### Problem requirements
Please restate the data exactly, from the first line to the last.

### Records supplied

##########

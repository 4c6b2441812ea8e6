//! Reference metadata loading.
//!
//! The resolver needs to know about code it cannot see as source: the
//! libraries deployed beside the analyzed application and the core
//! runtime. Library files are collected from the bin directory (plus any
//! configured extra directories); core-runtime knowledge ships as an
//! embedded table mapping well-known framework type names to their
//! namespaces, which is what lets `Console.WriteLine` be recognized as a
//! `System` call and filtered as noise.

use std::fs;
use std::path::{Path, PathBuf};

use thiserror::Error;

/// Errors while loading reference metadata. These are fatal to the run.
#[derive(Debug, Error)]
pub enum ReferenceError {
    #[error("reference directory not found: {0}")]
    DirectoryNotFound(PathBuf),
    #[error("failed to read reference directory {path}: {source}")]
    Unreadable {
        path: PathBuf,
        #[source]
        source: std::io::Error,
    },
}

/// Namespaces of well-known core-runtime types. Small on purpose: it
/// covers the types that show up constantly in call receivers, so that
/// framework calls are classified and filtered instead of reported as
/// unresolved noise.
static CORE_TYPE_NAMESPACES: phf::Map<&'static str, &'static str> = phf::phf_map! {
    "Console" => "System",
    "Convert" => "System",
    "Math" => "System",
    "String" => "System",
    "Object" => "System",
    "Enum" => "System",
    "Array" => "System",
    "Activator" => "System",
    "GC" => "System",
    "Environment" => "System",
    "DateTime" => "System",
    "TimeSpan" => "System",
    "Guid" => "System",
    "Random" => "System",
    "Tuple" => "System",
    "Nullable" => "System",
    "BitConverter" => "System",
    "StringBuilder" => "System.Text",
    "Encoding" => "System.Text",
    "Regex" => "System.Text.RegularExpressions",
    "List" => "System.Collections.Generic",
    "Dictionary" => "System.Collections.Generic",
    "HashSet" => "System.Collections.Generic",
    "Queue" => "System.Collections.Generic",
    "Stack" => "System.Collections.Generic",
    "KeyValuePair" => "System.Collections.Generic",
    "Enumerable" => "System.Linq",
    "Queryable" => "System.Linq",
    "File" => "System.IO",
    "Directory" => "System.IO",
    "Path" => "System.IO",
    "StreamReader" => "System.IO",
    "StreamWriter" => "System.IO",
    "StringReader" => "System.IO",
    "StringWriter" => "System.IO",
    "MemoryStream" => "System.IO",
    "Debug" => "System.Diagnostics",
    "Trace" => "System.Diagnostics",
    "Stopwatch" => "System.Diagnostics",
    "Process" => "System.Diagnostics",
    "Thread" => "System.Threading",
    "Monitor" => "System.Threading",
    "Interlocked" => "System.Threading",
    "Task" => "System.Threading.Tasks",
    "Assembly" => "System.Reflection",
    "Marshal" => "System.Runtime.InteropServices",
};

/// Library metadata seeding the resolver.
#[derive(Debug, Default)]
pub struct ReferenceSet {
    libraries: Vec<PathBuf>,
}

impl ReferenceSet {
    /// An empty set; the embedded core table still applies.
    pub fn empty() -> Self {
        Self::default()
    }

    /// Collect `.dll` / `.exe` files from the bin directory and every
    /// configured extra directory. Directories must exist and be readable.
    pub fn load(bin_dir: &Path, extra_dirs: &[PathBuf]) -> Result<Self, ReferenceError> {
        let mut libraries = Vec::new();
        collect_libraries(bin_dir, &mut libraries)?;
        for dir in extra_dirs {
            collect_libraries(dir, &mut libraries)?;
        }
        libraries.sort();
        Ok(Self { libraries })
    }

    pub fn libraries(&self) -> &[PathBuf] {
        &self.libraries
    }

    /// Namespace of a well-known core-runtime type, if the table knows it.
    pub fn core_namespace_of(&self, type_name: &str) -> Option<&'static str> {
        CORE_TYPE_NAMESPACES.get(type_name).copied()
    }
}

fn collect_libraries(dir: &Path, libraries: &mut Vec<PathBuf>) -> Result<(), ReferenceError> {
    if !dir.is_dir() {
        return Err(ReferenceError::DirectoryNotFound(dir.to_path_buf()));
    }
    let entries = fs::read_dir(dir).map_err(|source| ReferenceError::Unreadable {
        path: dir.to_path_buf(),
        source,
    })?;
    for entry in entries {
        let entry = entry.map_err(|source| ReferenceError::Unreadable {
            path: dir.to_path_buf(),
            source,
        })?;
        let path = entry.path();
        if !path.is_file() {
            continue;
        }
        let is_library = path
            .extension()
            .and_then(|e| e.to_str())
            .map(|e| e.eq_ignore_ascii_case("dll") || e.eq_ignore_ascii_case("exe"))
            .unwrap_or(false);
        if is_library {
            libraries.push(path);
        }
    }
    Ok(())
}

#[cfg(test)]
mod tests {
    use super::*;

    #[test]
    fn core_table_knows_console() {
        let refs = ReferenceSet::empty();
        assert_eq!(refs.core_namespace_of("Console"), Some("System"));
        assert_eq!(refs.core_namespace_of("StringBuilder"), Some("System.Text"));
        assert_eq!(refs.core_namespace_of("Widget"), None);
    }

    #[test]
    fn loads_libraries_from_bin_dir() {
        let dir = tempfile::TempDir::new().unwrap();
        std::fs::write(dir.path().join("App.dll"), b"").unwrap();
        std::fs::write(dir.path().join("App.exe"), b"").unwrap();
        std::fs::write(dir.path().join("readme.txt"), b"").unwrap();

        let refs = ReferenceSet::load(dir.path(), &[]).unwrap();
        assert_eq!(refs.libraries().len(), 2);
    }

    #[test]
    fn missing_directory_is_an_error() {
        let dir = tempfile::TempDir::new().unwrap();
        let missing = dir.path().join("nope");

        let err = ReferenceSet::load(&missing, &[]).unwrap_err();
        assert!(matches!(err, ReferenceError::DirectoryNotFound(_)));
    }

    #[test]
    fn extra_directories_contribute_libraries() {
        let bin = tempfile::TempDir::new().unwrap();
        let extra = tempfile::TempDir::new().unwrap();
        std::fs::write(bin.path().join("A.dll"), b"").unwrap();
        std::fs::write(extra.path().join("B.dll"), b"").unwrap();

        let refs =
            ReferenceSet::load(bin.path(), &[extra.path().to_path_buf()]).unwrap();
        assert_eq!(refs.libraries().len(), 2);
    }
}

##########

### Written answer
repository 4c6b2441812ea8e6
//! Reference metadata loading.
//!
//! The resolver needs to know about code it cannot see as source: the
//! libraries deployed beside the analyzed application and the core
//! runtime. Library files are collected from the bin directory (plus any
//! configured extra directories); core-runtime knowledge ships as an
//! embedded table mapping well-known framework type names to their
//! namespaces, which is what lets `Console.WriteLine` be recognized as a
//! `System` call and filtered as noise.

use std::fs;
use std::path::{Path, PathBuf};

use thiserror::Error;

/// Errors while loading reference metadata. These are fatal to the run.
#[derive(Debug, Error)]
pub enum ReferenceError {
    #[error("reference directory not found: {0}")]
    DirectoryNotFound(PathBuf),
    #[error("failed to read reference directory {path}: {source}")]
    Unreadable {
        path: PathBuf,
        #[source]
        source: std::io::Error,
    },
}

/// Namespaces of well-known core-runtime types. Small on purpose: it
/// covers the types that show up constantly in call receivers, so that
/// framework calls are classified and filtered instead of reported as
/// unresolved noise.
static CORE_TYPE_NAMESPACES: phf::Map<&'static str, &'static str> = phf::phf_map! {
    "Console" => "System",
    "Convert" => "System",
    "Math" => "System",
    "String" => "System",
    "Object" => "System",
    "Enum" => "System",
    "Array" => "System",
    "Activator" => "System",
    "GC" => "System",
    "Environment" => "System",
    "DateTime" => "System",
    "TimeSpan" => "System",
    "Guid" => "System",
    "Random" => "System",
    "Tuple" => "System",
    "Nullable" => "System",
    "BitConverter" => "System",
    "StringBuilder" => "System.Text",
    "Encoding" => "System.Text",
    "Regex" => "System.Text.RegularExpressions",
    "List" => "System.Collections.Generic",
    "Dictionary" => "System.Collections.Generic",
    "HashSet" => "System.Collections.Generic",
    "Queue" => "System.Collections.Generic",
    "Stack" => "System.Collections.Generic",
    "KeyValuePair" => "System.Collections.Generic",
    "Enumerable" => "System.Linq",
    "Queryable" => "System.Linq",
    "File" => "System.IO",
    "Directory" => "System.IO",
    "Path" => "System.IO",
    "StreamReader" => "System.IO",
    "StreamWriter" => "System.IO",
    "StringReader" => "System.IO",
    "StringWriter" => "System.IO",
    "MemoryStream" => "System.IO",
    "Debug" => "System.Diagnostics",
    "Trace" => "System.Diagnostics",
    "Stopwatch" => "System.Diagnostics",
    "Process" => "System.Diagnostics",
    "Thread" => "System.Threading",
    "Monitor" => "System.Threading",
    "Interlocked" => "System.Threading",
    "Task" => "System.Threading.Tasks",
    "Assembly" => "System.Reflection",
    "Marshal" => "System.Runtime.InteropServices",
};

/// Library metadata seeding the resolver.
#[derive(Debug, Default)]
pub struct ReferenceSet {
    libraries: Vec<PathBuf>,
}

impl ReferenceSet {
    /// An empty set; the embedded core table still applies.
    pub fn empty() -> Self {
        Self::default()
    }

    /// Collect `.dll` / `.exe` files from the bin directory and every
    /// configured extra directory. Directories must exist and be readable.
    pub fn load(bin_dir: &Path, extra_dirs: &[PathBuf]) -> Result<Self, ReferenceError> {
        let mut libraries = Vec::new();
        collect_libraries(bin_dir, &mut libraries)?;
        for dir in extra_dirs {
            collect_libraries(dir, &mut libraries)?;
        }
        libraries.sort();
        Ok(Self { libraries })
    }

    pub fn libraries(&self) -> &[PathBuf] {
        &self.libraries
    }

    /// Namespace of a well-known core-runtime type, if the table knows it.
    pub fn core_namespace_of(&self, type_name: &str) -> Option<&'static str> {
        CORE_TYPE_NAMESPACES.get(type_name).copied()
    }
}

fn collect_libraries(dir: &Path, libraries: &mut Vec<PathBuf>) -> Result<(), ReferenceError> {
    if !dir.is_dir() {
        return Err(ReferenceError::DirectoryNotFound(dir.to_path_buf()));
    }
    let entries = fs::read_dir(dir).map_err(|source| ReferenceError::Unreadable {
        path: dir.to_path_buf(),
        source,
    })?;
    for entry in entries {
        let entry = entry.map_err(|source| ReferenceError::Unreadable {
            path: dir.to_path_buf(),
            source,
        })?;
        let path = entry.path();
        if !path.is_file() {
            continue;
        }
        let is_library = path
            .extension()
            .and_then(|e| e.to_str())
            .map(|e| e.eq_ignore_ascii_case("dll") || e.eq_ignore_ascii_case("exe"))
            .unwrap_or(false);
        if is_library {
            libraries.push(path);
        }
    }
    Ok(())
}

#[cfg(test)]
mod tests {
    use super::*;

    #[test]
    fn core_table_knows_console() {
        let refs = ReferenceSet::empty();
        assert_eq!(refs.core_namespace_of("Console"), Some("System"));
        assert_eq!(refs.core_namespace_of("StringBuilder"), Some("System.Text"));
        assert_eq!(refs.core_namespace_of("Widget"), None);
    }

    #[test]
    fn loads_libraries_from_bin_dir() {
        let dir = tempfile::TempDir::new().unwrap();
        std::fs::write(dir.path().join("App.dll"), b"").unwrap();
        std::fs::write(dir.path().join("App.exe"), b"").unwrap();
        std::fs::write(dir.path().join("readme.txt"), b"").unwrap();

        let refs = ReferenceSet::load(dir.path(), &[]).unwrap();
        assert_eq!(refs.libraries().len(), 2);
    }

    #[test]
    fn missing_directory_is_an_error() {
        let dir = tempfile::TempDir::new().unwrap();
        let missing = dir.path().join("nope");

        let err = ReferenceSet::load(&missing, &[]).unwrap_err();
        assert!(matches!(err, ReferenceError::DirectoryNotFound(_)));
    }

    #[test]
    fn extra_directories_contribute_libraries() {
        let bin = tempfile::TempDir::new().unwrap();
        let extra = tempfile::TempDir::new().unwrap();
        std::fs::write(bin.path().join("A.dll"), b"").unwrap();
        std::fs::write(extra.path().join("B.dll"), b"").unwrap();

        let refs =
            ReferenceSet::load(bin.path(), &[extra.path().to_path_buf()]).unwrap();
        assert_eq!(refs.libraries().len(), 2);
    }
}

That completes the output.